I am currently working on several updates to the POstgreSQL SSL code, to make it more secure and add some functionality. I'd be interested to hear from people who are either using this today, or are interested in using the new functionality - there is still room to make further adjustments to the code before the release.
This patch was applied today. The idea is to be able to control how the certificate validation is done in libpq. Previously, libpq would verify the server certificate if a root certificate file was found, and otherwise never do it. This made the system very fragile. And it would never attempt to verify that the certificate actually matched the server.
The version that is committed does not support subject alternate names or wildcard certificates. It's something I am hoping to have the time to add before the release. Feel free to send me a patch ;-)
This patch is currently pending review in this commitfest. The idea here is to move from having the requesting of client certificate to be controlled by if the root certificate file exists or not, to it being an explicit configuration variable. This makes it much more secure against "admin mistakes" - explicit configuration is always better when it comes to security.

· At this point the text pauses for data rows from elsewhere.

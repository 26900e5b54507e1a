//! Analyzable Targets
//!
//! Decides whether a path is still something coverage can be run against.
//! Used to prune history entries for files that were deleted or renamed.

use std::path::Path;

const MODULE_EXTENSIONS: &[&str] = &["py", "pyw"];

/// A Python source file, or a package directory with an `__init__.py`.
pub fn is_module_or_package(path: &Path) -> bool {
    if path.is_dir() {
        return path.join("__init__.py").is_file();
    }

    path.is_file()
        && path
            .extension()
            .and_then(|ext| ext.to_str())
            .map(|ext| MODULE_EXTENSIONS.contains(&ext))
            .unwrap_or(false)
}
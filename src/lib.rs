//! Coverage Panel - Rust Backend Library
//!
//! Runs a coverage tool against a script in two phases (measure, then report),
//! keeps a bounded most-recent-first history of reports on disk, and notifies
//! a host UI as runs progress. It includes:
//! - The analysis session (single-flight run orchestration)
//! - Storage layer (result history, JSON config)
//! - Data models and utilities

pub mod models;
pub mod services;
pub mod storage;
pub mod utils;

pub use coverage_panel_core::{AnalysisEvent, AnalysisFailure, CoreError, CoreResult, Phase};
pub use coverage_panel_runner::{
    CommandSpec, ExitOutcome, OutputChunk, PhaseOutput, ProcessRunner, RunningProcess, ToolInfo,
    ToolLocator, TokioProcessRunner,
};

pub use models::{AnalysisConfig, SettingsUpdate, StoredResult};
pub use services::{classify, AnalysisSession, Classification, RunState};
pub use storage::{ConfigService, ResultStore};
pub use utils::error::{AppError, AppResult};
pub use utils::logging::init_tracing;
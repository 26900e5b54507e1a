//! Stream Decoding
//!
//! Pipes deliver bytes in arbitrary slices, so a multi-byte character can be
//! split between two reads. `StreamDecoder` holds back an incomplete trailing
//! sequence until the rest arrives; genuinely invalid bytes are replaced with
//! U+FFFD.

/// Incremental UTF-8 decoder for one captured stream.
#[derive(Debug, Default)]
pub struct StreamDecoder {
    pending: Vec<u8>,
    text: String,
    closed: bool,
}

impl StreamDecoder {
    pub fn new() -> Self {
        Self::default()
    }

    /// Feed raw bytes read from the pipe.
    pub fn push(&mut self, bytes: &[u8]) {
        self.pending.extend_from_slice(bytes);

        let split = incomplete_tail_start(&self.pending);
        let rest = self.pending.split_off(split);
        let complete = std::mem::replace(&mut self.pending, rest);
        self.text.push_str(&String::from_utf8_lossy(&complete));
    }

    /// The stream reached EOF (or failed); flush whatever is held back.
    pub fn finish(&mut self) {
        if !self.pending.is_empty() {
            let pending = std::mem::take(&mut self.pending);
            self.text.push_str(&String::from_utf8_lossy(&pending));
        }
        self.closed = true;
    }

    /// Take the text decoded since the last call.
    pub fn take_text(&mut self) -> String {
        std::mem::take(&mut self.text)
    }

    pub fn is_closed(&self) -> bool {
        self.closed
    }
}

/// Index where an unfinished UTF-8 sequence begins, or `bytes.len()`.
fn incomplete_tail_start(bytes: &[u8]) -> usize {
    let mut start = 0;
    loop {
        match std::str::from_utf8(&bytes[start..]) {
            Ok(_) => return bytes.len(),
            Err(e) => match e.error_len() {
                None => return start + e.valid_up_to(),
                Some(len) => start += e.valid_up_to() + len,
            },
        }
    }
}
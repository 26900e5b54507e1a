//! Data Models
//!
//! Configuration and persisted result types.

pub mod result;
pub mod settings;

pub use result::StoredResult;
pub use settings::{AnalysisConfig, SettingsUpdate};
//! Settings Models
//!
//! Analysis configuration stored in config.json.

use serde::{Deserialize, Serialize};

/// Upper bound accepted for `max_entries`
pub const MAX_ENTRIES_LIMIT: usize = 10_000;

/// Analysis configuration
#[derive(Debug, Clone, PartialEq, Eq, Serialize, Deserialize)]
pub struct AnalysisConfig {
    /// Result history capacity; the least recently analyzed file is evicted beyond it
    #[serde(default = "default_max_entries")]
    pub max_entries: usize,
    /// Hint for the host: save the current editor buffer before analyzing
    #[serde(default = "default_save_before")]
    pub save_before: bool,
    /// Executable name looked up on PATH
    #[serde(default = "default_tool_name")]
    pub tool_name: String,
    /// Kill a phase that runs longer than this many seconds (no limit if unset)
    #[serde(default)]
    pub phase_timeout_secs: Option<u64>,
    /// How long to wait for the OS to reclaim a killed process, in milliseconds
    #[serde(default = "default_kill_grace_ms")]
    pub kill_grace_ms: u64,
}

fn default_max_entries() -> usize {
    50
}

fn default_save_before() -> bool {
    true
}

fn default_tool_name() -> String {
    "coverage".to_string()
}

fn default_kill_grace_ms() -> u64 {
    5_000
}

impl Default for AnalysisConfig {
    fn default() -> Self {
        Self {
            max_entries: default_max_entries(),
            save_before: default_save_before(),
            tool_name: default_tool_name(),
            phase_timeout_secs: None,
            kill_grace_ms: default_kill_grace_ms(),
        }
    }
}

/// Settings update request (partial update)
#[derive(Debug, Clone, Serialize, Deserialize, Default)]
pub struct SettingsUpdate {
    pub max_entries: Option<usize>,
    pub save_before: Option<bool>,
    pub tool_name: Option<String>,
    /// `Some(None)` clears the timeout
    pub phase_timeout_secs: Option<Option<u64>>,
    pub kill_grace_ms: Option<u64>,
}

impl AnalysisConfig {
    /// Apply a partial update to the configuration
    pub fn apply_update(&mut self, update: SettingsUpdate) {
        if let Some(max_entries) = update.max_entries {
            self.max_entries = max_entries;
        }
        if let Some(save_before) = update.save_before {
            self.save_before = save_before;
        }
        if let Some(tool_name) = update.tool_name {
            self.tool_name = tool_name;
        }
        if let Some(timeout) = update.phase_timeout_secs {
            self.phase_timeout_secs = timeout;
        }
        if let Some(grace) = update.kill_grace_ms {
            self.kill_grace_ms = grace;
        }
    }

    /// Validate the configuration
    pub fn validate(&self) -> Result<(), String> {
        if self.max_entries == 0 {
            return Err("max_entries must be at least 1".to_string());
        }
        if self.max_entries > MAX_ENTRIES_LIMIT {
            return Err(format!("max_entries cannot exceed {}", MAX_ENTRIES_LIMIT));
        }

        if self.tool_name.trim().is_empty() {
            return Err("tool_name cannot be empty".to_string());
        }

        if self.phase_timeout_secs == Some(0) {
            return Err("phase_timeout_secs must be positive when set".to_string());
        }

        Ok(())
    }
}
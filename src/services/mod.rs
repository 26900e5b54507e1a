//! Services Module
//!
//! The analysis session and the helpers it relies on.

pub mod analysis;
pub mod targets;

pub use analysis::{classify, AnalysisSession, Classification, RunState};
pub use targets::is_module_or_package;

This patch builds on the changes to the pg_hba.conf file, and therefor just adds a connection option to the hostssl rows (obviously you can only require client certificates on SSL connections). Set it to 1 to require client certificates. Of course, it also needs the root certificate file to be present.
Having this in pg_hba.conf also makes it possible to configure this value differently depending on which addresses your client are connecting from, if required.
This patch is pending some final cleanups before I post it. The idea here is, obviously, to be able to use your SSL client certificate to perform the actual authentication, thus doing away with the need to have a password as well. Given that our client certificate code already supports for example smartcards (through OpenSSL), this can be a high security option for remote logins. I'm sure there are other usecases as well - it's a feature that have been asked for more than once.
I plan to make this code just use the cn attribute of the certificate to authenticate. This can then be passed through a pg_ident.conf map to map to "real" username, in case the syntax is not identical. In a lot of cases it can probably be very useful to combine this with regexp entries in the ident maps which is another patch that's in the queue for this commitfest.
One thing I'm unsure about here is - will it be enough to be able to use the cn attribute for authentication, or will it be required to use other attributes as well? How do the enterprise PKI solutions that you'd use this together with work?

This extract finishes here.